Purtroppo dei “buonisti utopico pagliaccetti” che amano farselo mettere nel derecio da questi 4 buƒƒoni musulma ci siamo scassati assai, e il voto non ha fatto altro che confermarlo.
Se vuoi l’integrazione impossibile specie con i c.ul.i all’insù oranti, pigliateli a casa tua, e non obbligare gli altri che non vogliono questi studiosi coranici a tempo pieno, a sorbirseli qui a casa nostra.
Va là che hai capito.
Ciao bello
...
25 apr 2008 - 16:02 - #16 (nascondi)Il bello del confrontarsi con chi non conosce democrazia e rispetto, è che prima di parlare di qualcosa, si attacca l’interlocutore sul personale.
Contento tu.
Il meltin-pot culturale segue quello economico, voluto da tutti.
Se non vuoi la globalizzazione inizia ad evitare tutto ciò che non viene fatto in italia, da italiani di razza bianca, di origini nordiche e di idee destroidi.
In men che non si dica ti troverai a spalare la terra con le tue mani di razza superiore.
A Voi!!!
Ace
26 apr 2008 - 09:31 - #17L’ integrazione è una cosa che va fatta senza se e senza ma
Basta che ognuno stia a casa propria….
VomitusMaximus
26 apr 2008 - 14:19 - #18X …
Sei un pagliaccio buƒƒone, e si vede sia dal nick che usi che dai commenti negativi che ricevi.

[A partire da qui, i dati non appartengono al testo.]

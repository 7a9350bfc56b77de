//! SHA-256 / RIPEMD-160 compositions used by addresses and checksums.

use ripemd::Ripemd160;
use sha2::{Digest, Sha256};

/// Length of a Base58Check checksum in bytes.
pub const CHECKSUM_LEN: usize = 4;

/// Length of a script hash in bytes.
pub const SCRIPT_HASH_LEN: usize = 20;

/// Returns the first four bytes of SHA256(SHA256(payload)).
#[inline]
pub fn checksum(payload: &[u8]) -> [u8; CHECKSUM_LEN] {
    let digest = Sha256::digest(Sha256::digest(payload));

    let mut out = [0u8; CHECKSUM_LEN];
    out.copy_from_slice(&digest[..CHECKSUM_LEN]);
    out
}

/// Returns RIPEMD160(SHA256(payload)).
#[inline]
pub fn script_hash(payload: &[u8]) -> [u8; SCRIPT_HASH_LEN] {
    let digest = Ripemd160::digest(Sha256::digest(payload));

    let mut out = [0u8; SCRIPT_HASH_LEN];
    out.copy_from_slice(&digest);
    out
}
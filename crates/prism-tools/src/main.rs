// shader-inspect: compile, reflect and validate shaders without a GPU
//
// Loads every file through a ShaderRegistry backed by the disk and a
// HeadlessDevice, prints the reflected interface of each unit and, with
// --pipeline, assembles them into one pipeline to check the stage
// combination and the merged layout. --watch keeps polling and reports
// every reload until interrupted.

use std::path::PathBuf;
use std::process::ExitCode;
use std::sync::Arc;
use std::time::Duration;

use prism_common::DiskFileSystem;
use prism_renderer::{
    ComputePipelineBuilder, GpuDevice, HeadlessDevice, PipelineBuilder, PipelineError,
    ShaderConfig, ShaderError, ShaderRegistry, ShaderStage, ShaderUnit, SharedShader,
};
use thiserror::Error;

const USAGE: &str = "usage: shader-inspect [--root DIR]... [--json] [--pipeline] [--watch] FILE...";

const POLL_INTERVAL: Duration = Duration::from_millis(250);

#[derive(Debug, Error)]
enum ToolError {
    #[error("{0}")]
    Usage(String),
    #[error(transparent)]
    Shader(#[from] ShaderError),
    #[error(transparent)]
    Pipeline(#[from] PipelineError),
    #[error(transparent)]
    Json(#[from] serde_json::Error),
}

#[derive(Debug, Default, PartialEq)]
struct Options {
    roots: Vec<PathBuf>,
    json: bool,
    pipeline: bool,
    watch: bool,
    files: Vec<PathBuf>,
}

impl Options {
    fn parse(args: impl IntoIterator<Item = String>) -> Result<Self, ToolError> {
        let mut options = Self::default();
        let mut args = args.into_iter();

        while let Some(arg) = args.next() {
            match arg.as_str() {
                "--root" => {
                    let dir = args
                        .next()
                        .ok_or_else(|| ToolError::Usage("--root needs a directory".to_string()))?;
                    options.roots.push(PathBuf::from(dir));
                }
                "--json" => options.json = true,
                "--pipeline" => options.pipeline = true,
                "--watch" => options.watch = true,
                flag if flag.starts_with("--") => {
                    return Err(ToolError::Usage(format!("unknown option {flag}")));
                }
                file => options.files.push(PathBuf::from(file)),
            }
        }

        if options.files.is_empty() {
            return Err(ToolError::Usage("no shader files given".to_string()));
        }
        Ok(options)
    }

    fn config(&self) -> ShaderConfig {
        let mut config = ShaderConfig::default();
        if !self.roots.is_empty() {
            config.search_paths = self.roots.clone();
        }
        config.validated()
    }
}

/// Print one unit. Returns whether it compiled.
fn report(unit: &ShaderUnit, json: bool) -> Result<bool, ToolError> {
    if json {
        println!("{}", serde_json::to_string_pretty(&unit.analysis())?);
    } else {
        print!("{}", unit.layout_report());
    }
    if !unit.is_valid() {
        log::warn!("{} did not compile", unit.path().display());
    }
    Ok(unit.is_valid())
}

fn validate_pipeline(device: &Arc<dyn GpuDevice>, units: &[SharedShader]) -> Result<(), PipelineError> {
    if let [single] = units {
        if single.read().stage() == ShaderStage::Compute {
            ComputePipelineBuilder::new(Arc::clone(device), single)?.build()?;
            println!("compute pipeline OK");
            return Ok(());
        }
    }

    let mut builder = PipelineBuilder::new(Arc::clone(device));
    for unit in units {
        builder.add_shader(unit)?;
    }
    let pipeline = builder.build()?;
    if let Some(pipeline_type) = pipeline.pipeline_type() {
        println!(
            "{pipeline_type} pipeline OK, {} descriptor sets",
            pipeline.set_layouts().len()
        );
    }
    Ok(())
}

fn check_pipeline(device: &Arc<dyn GpuDevice>, units: &[SharedShader]) -> bool {
    match validate_pipeline(device, units) {
        Ok(()) => true,
        Err(e) => {
            log::error!("Pipeline check failed: {e}");
            false
        }
    }
}

fn watch(registry: &mut ShaderRegistry, units: &[SharedShader], options: &Options) -> Result<(), ToolError> {
    log::info!("Watching {} shaders, press Ctrl-C to stop", units.len());
    loop {
        std::thread::sleep(POLL_INTERVAL);

        let summary = registry.update();
        for (path, e) in &summary.failed {
            log::error!("{}: {e}", path.display());
        }
        if summary.reloaded.is_empty() {
            continue;
        }

        for unit in units {
            let unit = unit.read();
            if summary.reloaded.iter().any(|p| p.as_path() == unit.path()) {
                report(&unit, options.json)?;
            }
        }
        if options.pipeline {
            check_pipeline(registry.device(), units);
        }
    }
}

fn run(options: &Options) -> Result<bool, ToolError> {
    let device: Arc<dyn GpuDevice> = Arc::new(HeadlessDevice::new());
    let mut registry = ShaderRegistry::new(options.config(), device, Arc::new(DiskFileSystem));

    let mut units = Vec::with_capacity(options.files.len());
    for file in &options.files {
        units.push(registry.load(file)?);
    }

    let mut ok = true;
    for unit in &units {
        ok &= report(&unit.read(), options.json)?;
    }
    if options.pipeline {
        ok &= check_pipeline(registry.device(), &units);
    }

    if options.watch {
        watch(&mut registry, &units, options)?;
    }
    Ok(ok)
}

fn main() -> ExitCode {
    env_logger::Builder::from_env(env_logger::Env::default().default_filter_or("info")).init();

    let options = match Options::parse(std::env::args().skip(1)) {
        Ok(options) => options,
        Err(e) => {
            eprintln!("{e}");
            eprintln!("{USAGE}");
            return ExitCode::from(2);
        }
    };

    match run(&options) {
        Ok(true) => ExitCode::SUCCESS,
        Ok(false) => ExitCode::FAILURE,
        Err(e) => {
            log::error!("{e}");
            ExitCode::FAILURE
        }
    }
}
//! Front-end compilers: shader source to SPIR-V words.
//!
//! GLSL goes through glslang (the default `shaderc` feature), or through
//! naga when built without it. Slang needs the `slang` feature. Every
//! compile holds the compiler's lock for its full duration, so overlapping
//! calls from several threads are serialized.

mod glsl;
mod slang;

use std::collections::BTreeMap;
use std::path::Path;

use parking_lot::Mutex;

use super::source::{Dialect, ShaderSource, SPIRV_MAGIC};
use super::ShaderStage;
use crate::config::ShaderConfig;
use crate::error::ShaderError;

/// Output of one front-end run.
#[derive(Debug, Clone, Default, PartialEq, Eq)]
pub struct CompiledShader {
    pub words: Vec<u32>,
    /// Semantics the front end reported, keyed by variable name
    pub semantics: BTreeMap<String, String>,
}

/// Compiles shader sources to SPIR-V.
pub struct ShaderCompiler {
    config: ShaderConfig,
    /// Held across each compile; the front ends keep process-wide state.
    lock: Mutex<()>,
}

impl ShaderCompiler {
    pub fn new(config: ShaderConfig) -> Self {
        Self {
            config: config.validated(),
            lock: Mutex::new(()),
        }
    }

    pub fn config(&self) -> &ShaderConfig {
        &self.config
    }

    /// Produce SPIR-V words for `source`.
    ///
    /// `path` is used for diagnostics and, for Slang, to name the module.
    /// Precompiled binaries are passed through after a header check.
    pub fn compile(
        &self,
        path: &Path,
        source: &ShaderSource,
        dialect: Dialect,
        stage: ShaderStage,
    ) -> Result<Vec<u32>, ShaderError> {
        self.compile_annotated(path, source, dialect, stage)
            .map(|compiled| compiled.words)
    }

    /// Like [`compile`](Self::compile), also returning the semantics the
    /// front end reported for entry point parameters.
    pub fn compile_annotated(
        &self,
        path: &Path,
        source: &ShaderSource,
        dialect: Dialect,
        stage: ShaderStage,
    ) -> Result<CompiledShader, ShaderError> {
        let _guard = self.lock.lock();

        let compiled = match (dialect, source) {
            (Dialect::Glsl, ShaderSource::Text(text)) => CompiledShader {
                words: glsl::compile(&self.config, path, text, stage)?,
                semantics: BTreeMap::new(),
            },
            (Dialect::Slang, ShaderSource::Text(text)) => slang::compile(&self.config, path, text)?,
            (_, ShaderSource::Binary(words)) => CompiledShader {
                words: words.clone(),
                semantics: BTreeMap::new(),
            },
            (Dialect::Spirv, ShaderSource::Text(_)) => {
                return Err(ShaderError::Compile {
                    path: path.to_path_buf(),
                    log: "precompiled shader was read as text".to_string(),
                })
            }
        };

        let words = &compiled.words;
        if words.len() < 5 || words[0] != SPIRV_MAGIC {
            return Err(ShaderError::Link {
                path: path.to_path_buf(),
                log: format!("front end produced no valid SPIR-V ({} words)", words.len()),
            });
        }

        log::debug!(
            "Compiled {} ({} {}, {} words)",
            path.display(),
            dialect.name(),
            stage,
            words.len()
        );
        Ok(compiled)
    }
}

Sottomettiti al volere di chi è democratico e + intelligente di te.
Brunello85
28 apr 2008 - 19:22 - #19Vedo che l’ignoranza e la maleducazione dilagano. Inutile scrivere commenti (pro o contro che siano) se poi viene meno il senso civico della gente che sa solo insultare.
Indignato
VomitusMaximus
03 mag 2008 - 17:05 - #20Sempre colpa di quella T-R-O-I-A della mia mamma, che mi ha c.a.c.a.t.o. c-o-g-l-i-o-n-e.